還元鉄プラント受注増やす神戸製鋼、脱炭素へ水素利用の道筋
神戸製鋼所の100%子会社、米ミドレックス(ノースカロライナ州)が、鉄鋼業界の脱炭素に向けたソリューションとして還元鉄プラントの受注を伸ばしている。このほどロシアのメタロインベストから、世界最大の年産能力208万トンの新規案件を獲得した。基本は還元に天然ガスを使うが、欧アルセロール・ミタルとは将来の水素利用を想定し、共同開発を行う。神鋼は海外向け同プラントに磨きをかけつつ、自らの製鉄工程でも二酸化炭素(CO2)の削減に取り組む。(編集委員・山中久仁昭)
ミドレックスは還元鉄プラントで約8割のシェアを持ち、90基超の納入実績を持つ。メタロインベストからは3月にも同等規模の案件を受注し、2025年までの稼働を予定。同技術なら電炉と組み合わせて高炉・転炉法に比べCO
2排出量を2―4割削減できる。当面は天然ガスを改質した水素リッチガスを還元剤とし、鉱石ペレットを使いシャフト炉で製造する。水素100%への移行も視野に入れており、大幅な改造をしなくても使えるというのが特徴だ。
神鋼は製品・技術によるCO2削減貢献の30年度目標を6100万トン超とし、ミドレックスの技術で7割以上を担う考えだ。ミドレックスのプラントは電炉鉄鋼メーカーが顧客となる。現状の導入実績は「天然ガスの値が安い中近東、北米、ロシア、北アフリカ地域が中心だ」(神鋼幹部)。天然ガスが高い日本での導入は容易ではないとみる。

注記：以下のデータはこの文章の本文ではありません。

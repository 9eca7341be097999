//! Supervised TCP listener with graceful shutdown.
//!
//! # Responsibilities
//! - Bind to the configured address and report bind failures synchronously
//! - Run the accept loop in the background and dispatch each connection
//!   to a supervised handler task
//! - Drain in-flight handlers on shutdown, bounded by a timeout
//!
//! # State Machine
//! ```text
//! Created ──start_listen──▶ Listening ──stop_gracefully──▶ Draining ──drained──▶ Stopped
//! ```

use std::backtrace::Backtrace;
use std::future::Future;
use std::io;
use std::net::SocketAddr;
use std::sync::{Arc, Mutex, MutexGuard, PoisonError};
use std::time::Duration;

use socket2::SockRef;
use thiserror::Error;
use tokio::net::{TcpListener, TcpStream};
use tokio::sync::watch;

use crate::config::ListenerConfig;
use crate::lifecycle::QuitSignal;
use crate::net::connection::{supervise, ConnectionTracker};
use crate::observability::metrics;

/// Error type for listener operations.
#[derive(Debug, Error)]
pub enum ListenerError {
    /// Failed to bind to address.
    #[error("failed to bind {address}: {source}")]
    Bind {
        address: String,
        #[source]
        source: io::Error,
    },

    /// `start_listen` was called on a listener that is not in `Created`.
    #[error("listener cannot start from state {0:?}")]
    AlreadyStarted(ListenerState),

    /// Handlers were still running when the drain deadline passed.
    #[error("close tcp wait timeout after {0:?}")]
    ShutdownTimeout(Duration),
}

/// Lifecycle state of a [`Listener`].
#[derive(Debug, Clone, Copy, PartialEq, Eq)]
pub enum ListenerState {
    /// Constructed, socket not bound yet.
    Created,
    /// Socket bound and accept loop running.
    Listening,
    /// Shutdown started, waiting for handlers to return.
    Draining,
    /// Accept loop exited and every handler returned.
    Stopped,
}

struct ListenerInner {
    state: ListenerState,
    local_addr: Option<SocketAddr>,
}

/// Source of inbound connections for the accept loop.
pub(crate) trait Acceptor: Send + 'static {
    fn accept(&mut self) -> impl Future<Output = io::Result<(TcpStream, SocketAddr)>> + Send;
}

impl Acceptor for TcpListener {
    fn accept(&mut self) -> impl Future<Output = io::Result<(TcpStream, SocketAddr)>> + Send {
        TcpListener::accept(self)
    }
}

/// Flips the loop-exit flag when the accept loop ends, however it ends.
struct LoopExit(Arc<watch::Sender<bool>>);

impl Drop for LoopExit {
    fn drop(&mut self) {
        self.0.send_replace(true);
    }
}

/// A TCP listener that supervises one handler task per accepted connection.
///
/// The listener exclusively owns its socket: only its accept loop closes it,
/// which happens once the quit signal fires.
pub struct Listener {
    local: String,
    inner: Mutex<ListenerInner>,
    quit: QuitSignal,
    tracker: ConnectionTracker,
    loop_exited: Arc<watch::Sender<bool>>,
}

impl Listener {
    /// Create a listener for a `host:port` address. Nothing is bound yet.
    pub fn new(local: impl Into<String>) -> Self {
        Self {
            local: local.into(),
            inner: Mutex::new(ListenerInner {
                state: ListenerState::Created,
                local_addr: None,
            }),
            quit: QuitSignal::new(),
            tracker: ConnectionTracker::new(),
            loop_exited: Arc::new(watch::channel(false).0),
        }
    }

    /// Create a listener from configuration.
    pub fn from_config(config: &ListenerConfig) -> Self {
        Self::new(config.bind_address.clone())
    }

    /// Bind the socket and start accepting in the background.
    ///
    /// Returns once the accept loop has been spawned. `handler` is invoked
    /// once per accepted connection on its own task.
    pub async fn start_listen<F, Fut>(&self, handler: F) -> Result<(), ListenerError>
    where
        F: Fn(TcpStream) -> Fut + Send + Sync + 'static,
        Fut: Future<Output = ()> + Send + 'static,
    {
        let state = self.state();
        if state != ListenerState::Created {
            return Err(ListenerError::AlreadyStarted(state));
        }

        let socket = TcpListener::bind(&self.local)
            .await
            .map_err(|source| ListenerError::Bind {
                address: self.local.clone(),
                source,
            })?;
        let local_addr = socket.local_addr().map_err(|source| ListenerError::Bind {
            address: self.local.clone(),
            source,
        })?;

        self.launch(socket, local_addr, handler)
    }

    /// Move to `Listening` and spawn the accept loop over `acceptor`.
    pub(crate) fn launch<A, F, Fut>(
        &self,
        acceptor: A,
        local_addr: SocketAddr,
        handler: F,
    ) -> Result<(), ListenerError>
    where
        A: Acceptor,
        F: Fn(TcpStream) -> Fut + Send + Sync + 'static,
        Fut: Future<Output = ()> + Send + 'static,
    {
        let mut inner = self.lock();
        // A concurrent start or stop may have won while we were binding.
        if inner.state != ListenerState::Created {
            return Err(ListenerError::AlreadyStarted(inner.state));
        }

        tracing::info!(address = %local_addr, "Listener bound");

        inner.state = ListenerState::Listening;
        inner.local_addr = Some(local_addr);

        let exit = LoopExit(Arc::clone(&self.loop_exited));
        let quit = self.quit.clone();
        let tracker = self.tracker.clone();
        let handler = Arc::new(handler);
        tokio::spawn(async move {
            let _exit = exit;
            accept_loop(acceptor, handler, quit, tracker).await;
        });

        Ok(())
    }

    /// Stop accepting and wait up to `wait` for every handler to return.
    ///
    /// Handlers still running at the deadline are left alone; the call then
    /// returns [`ListenerError::ShutdownTimeout`] and may be repeated later.
    pub async fn stop_gracefully(&self, wait: Duration) -> Result<(), ListenerError> {
        // Raised before the socket closes so the accept loop treats the
        // resulting wake-up as intentional.
        if self.quit.signal() {
            tracing::info!(address = %self.local, "Stopping listener");
        }

        {
            let mut inner = self.lock();
            match inner.state {
                ListenerState::Created => {
                    inner.state = ListenerState::Stopped;
                    return Ok(());
                }
                ListenerState::Listening => inner.state = ListenerState::Draining,
                ListenerState::Draining | ListenerState::Stopped => {}
            }
        }

        // Every caller waits on the shared exit flag, so concurrent stops
        // all observe the loop ending before reporting `Stopped`.
        let mut loop_exited = self.loop_exited.subscribe();
        let drained = tokio::time::timeout(wait, async {
            // The sender lives in `self`; the channel stays open.
            let _ = loop_exited.wait_for(|exited| *exited).await;
            self.tracker.wait_for_idle().await;
        })
        .await
        .is_ok();

        if drained {
            self.lock().state = ListenerState::Stopped;
            tracing::info!(address = %self.local, "Listener stopped");
            Ok(())
        } else {
            tracing::warn!(
                address = %self.local,
                active_connections = self.tracker.active_count(),
                timeout = ?wait,
                "Timed out waiting for connections to drain"
            );
            Err(ListenerError::ShutdownTimeout(wait))
        }
    }

    /// Current lifecycle state.
    pub fn state(&self) -> ListenerState {
        self.lock().state
    }

    /// Address the socket is bound to, once listening.
    pub fn local_addr(&self) -> Option<SocketAddr> {
        self.lock().local_addr
    }

    /// Whether the accept loop is still running.
    pub fn is_accepting(&self) -> bool {
        let started = matches!(
            self.state(),
            ListenerState::Listening | ListenerState::Draining
        );
        started && !*self.loop_exited.borrow()
    }

    /// Number of handler invocations currently in flight.
    pub fn active_connections(&self) -> u64 {
        self.tracker.active_count()
    }

    /// Quit signal handlers can observe to notice shutdown.
    pub fn quit_signal(&self) -> QuitSignal {
        self.quit.clone()
    }

    fn lock(&self) -> MutexGuard<'_, ListenerInner> {
        self.inner.lock().unwrap_or_else(PoisonError::into_inner)
    }
}

async fn accept_loop<A, F, Fut>(
    mut socket: A,
    handler: Arc<F>,
    quit: QuitSignal,
    tracker: ConnectionTracker,
) where
    A: Acceptor,
    F: Fn(TcpStream) -> Fut + Send + Sync + 'static,
    Fut: Future<Output = ()> + Send + 'static,
{
    let quit_requested = quit.signaled();
    tokio::pin!(quit_requested);

    loop {
        let accepted = tokio::select! {
            biased;
            _ = &mut quit_requested => break,
            accepted = socket.accept() => accepted,
        };

        match accepted {
            Ok((stream, peer_addr)) => {
                metrics::record_connection_accepted();
                tracing::debug!(peer_addr = %peer_addr, "Connection accepted");

                let guard = tracker.track();
                supervise(guard, stream, peer_addr, Arc::clone(&handler));
            }
            Err(_) if quit.is_signaled() => break,
            Err(e) => {
                metrics::record_accept_error();
                tracing::error!(error = %e, "TcpListener accept error");
                break;
            }
        }
    }

    drop(socket);
    tracing::debug!("Accept loop exited");
}

/// Forcefully terminate one connection.
///
/// Shuts down both directions of the socket so any task blocked reading or
/// writing it (including through split halves) wakes immediately. The file
/// descriptor itself is released when its last owner drops it. Failures are
/// logged, never returned.
pub fn close(conn: &TcpStream) {
    if let Err(e) = SockRef::from(conn).shutdown(std::net::Shutdown::Both) {
        tracing::warn!(
            error = %e,
            backtrace = %Backtrace::force_capture(),
            "Connection close error"
        );
    }
}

鉄鋼業界でCO2が出ない水素還元が注目される中、神鋼はミドレックス方式では水素濃度75%の還元ガスの実績もあり、100%への引き上げに技術的ハードルは高くないと言う。欧州アルセロール・ミタルとは数年内に還元鉄年10万トンの大規模実証を予定している。「技術課題を確認して、いつでも水素対応を商業化できる状況にする」(幹部)と自信をのぞかせる。
ミドレックス方式は顧客の実情に応じ、技術をアレンジしやすいようだ。神鋼はミドレックス設備でつくった還元鉄を加古川製鉄所(兵庫県加古川市)で自ら活用する実証を行った。CO2削減効果を確認したが、本格活用には言及していない。国内での脱炭素化は、大手2社と同様に「複線アプローチで(低品位の鉄鉱石、原料炭を使う)フェロコークスや『コース50』(高炉内水素還元製鉄)などの技術開発に参画していく」(同)。
海外でのミドレックス方式普及、国内での複線的開発を並行して、得られる知見をグループ内で共有し、総合化するしたたかさを持つのかに注目したい。